Oleh : Dasril Ahmad
Kalau kita menulis cerpen itu untuk diri kita sendiri, ya, ndak perlu dipertimbangkan pembaca. Misalnya menulis di buku harian, tulis sajalah apa yang mau ditulis. Tulis sepuluh kali aku kesal, aku kesal, misalnya, ndak ada orang yang marah. Akan tetapi, kalau kita mempertimbangkan menulis itu untuk dibaca orang lain, berarti kita memproduksi barang yang nanti konsumennya itu adalah pembaca. Barang yang tidak baru dan bermutu rendah, sebaiknya tidak usah disuguhkan kepada pembeli (pembaca). Namun kalau kita sedang belajar, ndak apalah kita mencoba-coba. Entah kelak orang suka. Tapi kita pasti sudah mempertimbangkan bahwa orang akan membacanya.
Saya masih ingat ketika pertama kali (tahun 1971) saya menulis cerpen dan saya kirim diam-diam ke surat kabar Aman Makmur. Cerpen saya itu dimuat pada hari Minggu. Jadi waktu pulang naik oplet, saya melihat orang membaca cerpen itu di atas oplet. Hati saya waktu itu gedebak-gedebur. Orang itu senang ndak dengan cerpen saya itu. Tampaknya dia membaca terus. Pingin sekali rasanya saya menanyakan sama dia, “Bagaimana bu? (perempuan, ya), bagus ndak ceritanya?” Mau saya bertanya begitu, tapi saya malu. Saya diam saja. Terus pada kesempatan lain, saya lihat koran itu dijadikan orang untuk membungkus cabe. Dia membeli cabe di pasar, dibungkusnya dengan koran yang berisi cerpen saya. Perasaan saya tiba-tiba jadi down, jatuh. Ternyata yang saya tulis itu cuma untuk pembungkus cabe, karena ndak ada yang baca. Mungkin sebelumnya ada orang yang membacanya. Tapi begitulah hakekatnya. Kalau dia menarik dibaca orang, akan banyak orang yang baca. Kalau cerpen itu tidak menarik, dia akan jadi pembungkus kacang atau cabe, tanpa dibaca sebelumnya, terus saja dijual ke loak dan dibungkuskan ke barang. Itu hakikat sastra koran. Kalau sastra buku, begitu terbit buku itu berdebu di almari buku, dan tidak terjual di toko buku. Cobalah anda lihat buku puisi yang ditulis orang, bertahun-tahun ndak ada orang yang menyentuh, karena orang memang tidak tertarik.
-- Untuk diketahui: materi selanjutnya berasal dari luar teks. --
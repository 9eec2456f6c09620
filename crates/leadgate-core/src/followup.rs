//! Post-registration document delivery.
//!
//! Runs after the registration has been committed and never affects it.
//! Render and deliver are retried together with exponential backoff; when
//! every attempt fails, or no mailer is configured, the subscriber can still
//! fetch the document from the fallback download endpoint.

use std::sync::Arc;
use std::time::Duration;

use chrono::Utc;
use tokio::task::JoinHandle;
use tracing::{debug, info, warn};

use crate::document::{DocumentMailer, DocumentRenderer};

/// Maximum retries after the first attempt.
pub const FOLLOW_UP_MAX_RETRIES: u32 = 3;
/// Delay before the first retry; doubles on each further retry.
pub const FOLLOW_UP_BASE_DELAY: Duration = Duration::from_secs(1);
/// Path of the fallback download endpoint.
pub const DOWNLOAD_PATH: &str = "/v1/documents/download";

/// How a follow-up ended.
#[derive(Debug, Clone, PartialEq, Eq)]
pub enum FollowUpReport {
    /// The document was rendered and handed to the mailer.
    Delivered { attempts: u32 },
    /// No delivery channel; only the fallback link is available.
    FallbackOnly { download_url: String },
    /// Every attempt failed.
    Failed {
        attempts: u32,
        last_error: String,
        download_url: String,
    },
}

/// Renders and delivers a personalized document for a new subscriber.
pub struct DocumentFollowUp {
    renderer: Arc<dyn DocumentRenderer>,
    mailer: Option<Arc<dyn DocumentMailer>>,
    public_url: String,
    max_retries: u32,
    base_delay: Duration,
}

impl DocumentFollowUp {
    /// `public_url` is the externally reachable origin used to build the
    /// fallback download link.
    #[must_use]
    pub fn new(
        renderer: Arc<dyn DocumentRenderer>,
        mailer: Option<Arc<dyn DocumentMailer>>,
        public_url: impl Into<String>,
    ) -> Self {
        Self {
            renderer,
            mailer,
            public_url: public_url.into().trim_end_matches('/').to_owned(),
            max_retries: FOLLOW_UP_MAX_RETRIES,
            base_delay: FOLLOW_UP_BASE_DELAY,
        }
    }

    /// Override the retry schedule.
    #[must_use]
    pub fn with_retry(mut self, max_retries: u32, base_delay: Duration) -> Self {
        self.max_retries = max_retries;
        self.base_delay = base_delay;
        self
    }

    /// The renderer, shared with the fallback download endpoint.
    #[must_use]
    pub fn renderer(&self) -> &Arc<dyn DocumentRenderer> {
        &self.renderer
    }

    /// Fallback download link for `name`.
    #[must_use]
    pub fn download_url(&self, name: &str) -> String {
        format!(
            "{}{DOWNLOAD_PATH}?name={}",
            self.public_url,
            urlencoding::encode(name)
        )
    }

    /// Run the follow-up on its own task.
    pub fn spawn(self: &Arc<Self>, email: String, name: String, fingerprint: String) -> JoinHandle<FollowUpReport> {
        let this = Arc::clone(self);
        tokio::spawn(async move { this.run(&email, &name, &fingerprint).await })
    }

    /// Render and deliver, retrying with backoff.
    ///
    /// `fingerprint` identifies the subscriber in logs; the raw email is only
    /// handed to the mailer.
    pub async fn run(&self, email: &str, name: &str, fingerprint: &str) -> FollowUpReport {
        let download_url = self.download_url(name);

        let Some(mailer) = &self.mailer else {
            info!(
                fingerprint,
                download_url = %download_url,
                "no document mailer configured, fallback download only"
            );
            return FollowUpReport::FallbackOnly { download_url };
        };

        let file_name = self.renderer.file_name(name);
        let watermark = tracking_watermark(name, email);
        let mut last_error = String::new();

        for attempt in 0..=self.max_retries {
            let result = match self.renderer.render_watermarked(name, &watermark).await {
                Ok(document) => mailer
                    .deliver(email, name, &file_name, &document)
                    .await
                    .map_err(|e| e.to_string()),
                Err(e) => Err(e.to_string()),
            };

            match result {
                Ok(()) => {
                    let attempts = attempt.saturating_add(1);
                    info!(fingerprint, attempts, "personalized document delivered");
                    return FollowUpReport::Delivered { attempts };
                }
                Err(e) => {
                    last_error = e;
                    if attempt == self.max_retries {
                        break;
                    }

                    // Exponential backoff: 1s, 2s, 4s
                    let backoff = self.base_delay.saturating_mul(1u32 << attempt.min(16));
                    debug!(
                        fingerprint,
                        attempt = attempt.saturating_add(1),
                        max = self.max_retries.saturating_add(1),
                        backoff_ms = u64::try_from(backoff.as_millis()).unwrap_or(u64::MAX),
                        error = %last_error,
                        "document follow-up failed, retrying"
                    );
                    tokio::time::sleep(backoff).await;
                }
            }
        }

        let attempts = self.max_retries.saturating_add(1);
        warn!(
            fingerprint,
            attempts,
            error = %last_error,
            download_url = %download_url,
            "document follow-up gave up, subscriber must use fallback download"
        );
        FollowUpReport::Failed {
            attempts,
            last_error,
            download_url,
        }
    }
}

/// `<name> | <email> | <date>` stamped on the emailed copy.
fn tracking_watermark(name: &str, email: &str) -> String {
    format!("{} | {email} | {}", name.trim(), Utc::now().format("%Y-%m-%d"))
}

impl std::fmt::Debug for DocumentFollowUp {
    fn fmt(&self, f: &mut std::fmt::Formatter<'_>) -> std::fmt::Result {
        f.debug_struct("DocumentFollowUp")
            .field("public_url", &self.public_url)
            .field("has_mailer", &self.mailer.is_some())
            .field("max_retries", &self.max_retries)
            .finish_non_exhaustive()
    }
}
Kalau cerita itu cerita pendek, maka persoalan pokoknya cuma satu. Kalau cerita itu novel, persoalannya banyak. Persoalan-persoalannya itu berangkai-rangkai. Jadi, untuk mengungkapkan satu persoalan saja dalam batas yang relatif singkat, mungkin dalam 5 sampai 10 halaman kertas quarto, kita harus membatasi keinginan kita dalam menulis cerpen. Paragraf ini, ini yang dikemukakan. Paragraf ini, ini lagi yang dikemukakan. Nanti, klimaksnya di sini, dan langsung penutup. Dengan demikian, alur ceritanya terjaga. Artinya, tidak semuanya yang kita ceritakan. Yang penting-penting saja yang kita ceritakan. Maksudnya, penggalan-penggalan itu kita rem-remlah. Kalau yang satu ini sudah tahu orang, bagian itu tak usah kita ceritakan lagi. Kalau pada bagian ini sudah kita ceritakan, pada bagian bawah ndak perlu diceritakan lagi. Tapi ada memang hal-hal yang perlu kita kemukakan berulang-ulang dengan maksud untuk membuat jebakan atau kesan.
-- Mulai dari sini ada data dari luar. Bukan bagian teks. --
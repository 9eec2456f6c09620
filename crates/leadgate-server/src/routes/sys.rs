//! System routes: `/v1/sys/*`

use std::sync::Arc;

use axum::extract::State;
use axum::routing::get;
use axum::{Json, Router};
use serde::Serialize;

use crate::state::AppState;

/// Build the `/v1/sys` router.
pub fn router() -> Router<Arc<AppState>> {
    Router::new().route("/health", get(health))
}

#[derive(Debug, Serialize)]
pub struct HealthResponse {
    pub status: &'static str,
    pub version: &'static str,
    pub segments: Vec<String>,
}

/// Liveness probe. Lists the configured segments.
async fn health(State(state): State<Arc<AppState>>) -> Json<HealthResponse> {
    Json(HealthResponse {
        status: "ok",
        version: env!("CARGO_PKG_VERSION"),
        segments: state.admission.segments.keys().cloned().collect(),
    })
}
Misalnya, lelaki berkumis dan suka tersenyum itu, berulang kali kita sebut. Lelaki berkumis yang tidak suka tersenyum itu. Jadi ada dua lelaki, yang satu berkumis suka tersenyum, dan yang satu lagi berkumis tidak suka tersenyum. Ini kita sebut berulang-ulang. Memang, kadang-kadang pembaca bosan juga, tapi sebetulnya tujuan kita memang ingin membuat pembaca itu sebal, tapi pingin terus membacanya. Akan tetapi, kalau cuma untuk menceritakan suatu peristiwa saja sudah terlalu panjang, maka cerita yang sebetulnya bagus akan hilang puncaknya/klimaksnya.
3.Menguasai Bahasa
Kemampuan berbahasa seorang pengarang melebihi kemampuan berbahasa rata-rata orang awam. Itu jelas. Kalau tukang ota kosa-katanya terbatas, sedangkan yang diotanya itu orang yang kosakatanya banyak, ndak laku dia. Tukang dendang atau tukang kaba di kampung-kampung itu (sastrawan lisan itu), penguasaan bahasanya bagus sekali. Pengetahuannya secara utuh juga luas sekali. Cobalah kita dengar tukang dendang, semua hari pasar tahu dia. Misalnya didendangkannya, “Salasa balainyo Lubuak Alung.” Kita saja ndak tahu kapan hari pasar di Lubuk Alung itu. Kemudian, “Padang Panjang balainyo Jumat”. Tahu dia kalau hari pasar di Padang Panjang adalah hari Jumat. Banyak pengetahuannya tukang dendang itu, karena penguasaan bahasanya juga bagus.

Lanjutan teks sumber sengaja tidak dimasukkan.